Nous avons parlé de littérature pendant une bonne demi-heure. Aucune question sur les matières qui faisaient partie du syllabus de son cours.

-Monsieur Klimov... Ça fait une demi-heure que l'on discute et vous ne m'avez pas encore posé une seule question en lien avec le cours... Ça ne me dérange pas, mais je me demande si ce n'est pas moi qui vous étourdis avec mes lectures... Et heu...

-Mon cher monsieur Bouchard! Les questions sont pour les larves!
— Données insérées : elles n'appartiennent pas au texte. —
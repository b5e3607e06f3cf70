//! Turn controller: owns the board and alternates human and computer moves.

use crate::promo::generate_promo_code;
use blossom_tictactoe::{
    Board, COMPUTER, Difficulty, Line, Outcome, Player, TicTacToeError, evaluate, select_move,
};
use rand::Rng;
use tracing::{debug, info, instrument};

/// The side the human plays. Moves first.
pub const HUMAN: Player = Player::X;

/// Game status from the human player's point of view.
#[derive(Debug, Clone, Copy, PartialEq, Eq, strum::Display)]
pub enum GameStatus {
    /// No game started yet.
    Idle,
    /// A game is running.
    Playing,
    /// The human won.
    Won,
    /// The computer won.
    Lost,
    /// Nobody won.
    Draw,
}

impl GameStatus {
    /// True once the game has ended.
    pub fn is_over(self) -> bool {
        matches!(self, GameStatus::Won | GameStatus::Lost | GameStatus::Draw)
    }
}

/// Summary of a finished game.
#[derive(Debug, Clone, PartialEq, Eq)]
pub struct GameReport {
    status: GameStatus,
    outcome: Outcome,
    promo_code: Option<String>,
}

impl GameReport {
    /// Final status.
    pub fn status(&self) -> GameStatus {
        self.status
    }

    /// Raw outcome, including the winning line.
    pub fn outcome(&self) -> Outcome {
        self.outcome
    }

    /// Promo code, present only when the human won.
    pub fn promo_code(&self) -> Option<&str> {
        self.promo_code.as_deref()
    }

    /// Message sent to the result chat.
    pub fn message(&self) -> String {
        match (self.status, self.promo_code()) {
            (GameStatus::Won, Some(code)) => format!("Победа! Промокод: {}", code),
            (GameStatus::Won, None) => "Победа!".to_string(),
            (GameStatus::Lost, _) => "Проигрыш".to_string(),
            _ => "Ничья".to_string(),
        }
    }
}

/// What a move led to.
#[derive(Debug, Clone, PartialEq, Eq)]
pub enum TurnResult {
    /// The game goes on; the other side moves next.
    Continue,
    /// The move ended the game.
    Finished(GameReport),
}

/// Error returned when a move is refused.
#[derive(Debug, Clone, derive_more::Display, derive_more::From)]
pub enum TurnError {
    /// No game is running.
    #[display("No game in progress (status: {})", _0)]
    NotPlaying(GameStatus),

    /// The other side is to move.
    #[display("It's not {}'s turn", _0)]
    NotYourTurn(Player),

    /// The board rejected the move.
    #[display("{}", _0)]
    #[from]
    Rules(TicTacToeError),
}

impl std::error::Error for TurnError {}

/// Owns one game at a time and applies moves in strict alternation.
#[derive(Debug, Clone)]
pub struct GameController {
    board: Board,
    status: GameStatus,
    to_move: Player,
    difficulty: Difficulty,
    outcome: Option<Outcome>,
    promo_code: Option<String>,
}

impl GameController {
    /// Creates an idle controller.
    #[instrument]
    pub fn new(difficulty: Difficulty) -> Self {
        Self {
            board: Board::new(),
            status: GameStatus::Idle,
            to_move: HUMAN,
            difficulty,
            outcome: None,
            promo_code: None,
        }
    }

    /// Starts a fresh game with the human to move.
    #[instrument(skip(self))]
    pub fn start(&mut self) {
        info!(difficulty = %self.difficulty, "Starting new game");
        self.board = Board::new();
        self.status = GameStatus::Playing;
        self.to_move = HUMAN;
        self.outcome = None;
        self.promo_code = None;
    }

    /// Current board.
    pub fn board(&self) -> &Board {
        &self.board
    }

    /// Current status.
    pub fn status(&self) -> GameStatus {
        self.status
    }

    /// Side to move next.
    pub fn to_move(&self) -> Player {
        self.to_move
    }

    /// Difficulty used for computer moves.
    pub fn difficulty(&self) -> Difficulty {
        self.difficulty
    }

    /// Changes the difficulty; takes effect on the next computer move.
    pub fn set_difficulty(&mut self, difficulty: Difficulty) {
        self.difficulty = difficulty;
    }

    /// Outcome of the finished game.
    pub fn outcome(&self) -> Option<Outcome> {
        self.outcome
    }

    /// Line to highlight after a win.
    pub fn winning_line(&self) -> Option<Line> {
        self.outcome.and_then(|o| o.line())
    }

    /// Promo code earned in the finished game.
    pub fn promo_code(&self) -> Option<&str> {
        self.promo_code.as_deref()
    }

    /// True while the human may place a mark.
    pub fn is_human_turn(&self) -> bool {
        self.status == GameStatus::Playing && self.to_move == HUMAN
    }

    /// Places the human's mark at `pos`.
    ///
    /// `rng` is only used for the promo code if the move wins.
    #[instrument(skip(self, rng))]
    pub fn play_human<R: Rng + ?Sized>(
        &mut self,
        pos: usize,
        rng: &mut R,
    ) -> Result<TurnResult, TurnError> {
        self.check_turn(HUMAN)?;
        self.apply(pos, HUMAN, rng)
    }

    /// Lets the computer choose and place its mark.
    ///
    /// Returns the chosen cell together with the result.
    #[instrument(skip(self, rng))]
    pub fn play_computer<R: Rng + ?Sized>(
        &mut self,
        rng: &mut R,
    ) -> Result<(usize, TurnResult), TurnError> {
        self.check_turn(COMPUTER)?;
        let pos = select_move(&self.board, self.difficulty, rng)?;
        debug!(pos, "Computer chose");
        let result = self.apply(pos, COMPUTER, rng)?;
        Ok((pos, result))
    }

    fn check_turn(&self, player: Player) -> Result<(), TurnError> {
        if self.status != GameStatus::Playing {
            return Err(TurnError::NotPlaying(self.status));
        }
        if self.to_move != player {
            return Err(TurnError::NotYourTurn(player));
        }
        Ok(())
    }

    fn apply<R: Rng + ?Sized>(
        &mut self,
        pos: usize,
        player: Player,
        rng: &mut R,
    ) -> Result<TurnResult, TurnError> {
        self.board = self.board.with_move(pos, player)?;

        match evaluate(&self.board) {
            None => {
                self.to_move = player.opponent();
                Ok(TurnResult::Continue)
            }
            Some(outcome) => Ok(TurnResult::Finished(self.finish(outcome, rng))),
        }
    }

    fn finish<R: Rng + ?Sized>(&mut self, outcome: Outcome, rng: &mut R) -> GameReport {
        let status = match outcome.winner() {
            Some(HUMAN) => GameStatus::Won,
            Some(_) => GameStatus::Lost,
            None => GameStatus::Draw,
        };
        let promo_code = (status == GameStatus::Won).then(|| generate_promo_code(rng));

        info!(%status, ?outcome, "Game over");
        self.status = status;
        self.outcome = Some(outcome);
        self.promo_code = promo_code.clone();

        GameReport {
            status,
            outcome,
            promo_code,
        }
    }
}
Pour les autres, ceux qui font l'effort de lire et d'en savoir plus sur les fondements de nos existences, eh bien je ne me soucie pas de ces affreuses procédures... Vous lisez beaucoup plus que ce que l'on vous demande... Donc, vous vous méritez évidemment un A, me dit-il sur un ton moqueur.

Peut-être qu'il y a lieu de revoir les méthodes d'enseignement. Pas nécessairement pour tout le monde... Il faut bien que nos institutions fassent de nouvelles victimes.

Je suis sorti de son bureau en souriant. Mes amis, qui étaient aussi de solides lecteurs qui ont mal fini, obtinrent eux aussi un A pour les mêmes raisons. Toutes les mauvaises notes avaient été octroyées aux larbins.

Aujourd'hui encore, j'en ris. Quel professeur c'était! Quelle chance ce fut que de l'avoir connu.

J'imagine à peine comment je serais encore plus déprimé d'être étudiant de nos jours.

J'aurais probablement un téléphone intelligent en main et passerais mon temps à googler tandis que le professeur tenterait de répéter son laïus insignifiant. Avant qu'il ait terminé sa phrase, j'en saurais plus long que lui sur la matière qu'il enseigne... Je finirais par boire et consommer de la drogue pour survivre à cela.

Peut-être qu'il y a lieu de revoir les méthodes d'enseignement. Pas nécessairement pour tout le monde... Il faut bien que nos institutions fassent de nouvelles victimes.

Dans un monde idéal, on laisserait pousser les fleurs au lieu de tirer dessus ou bien d'en acheter en plastique pour nous dispenser du soin de les abreuver.

Je ne doute pas qu'Alexis Klimov, feu mon maître de philosophie, serait d'accord avec ça.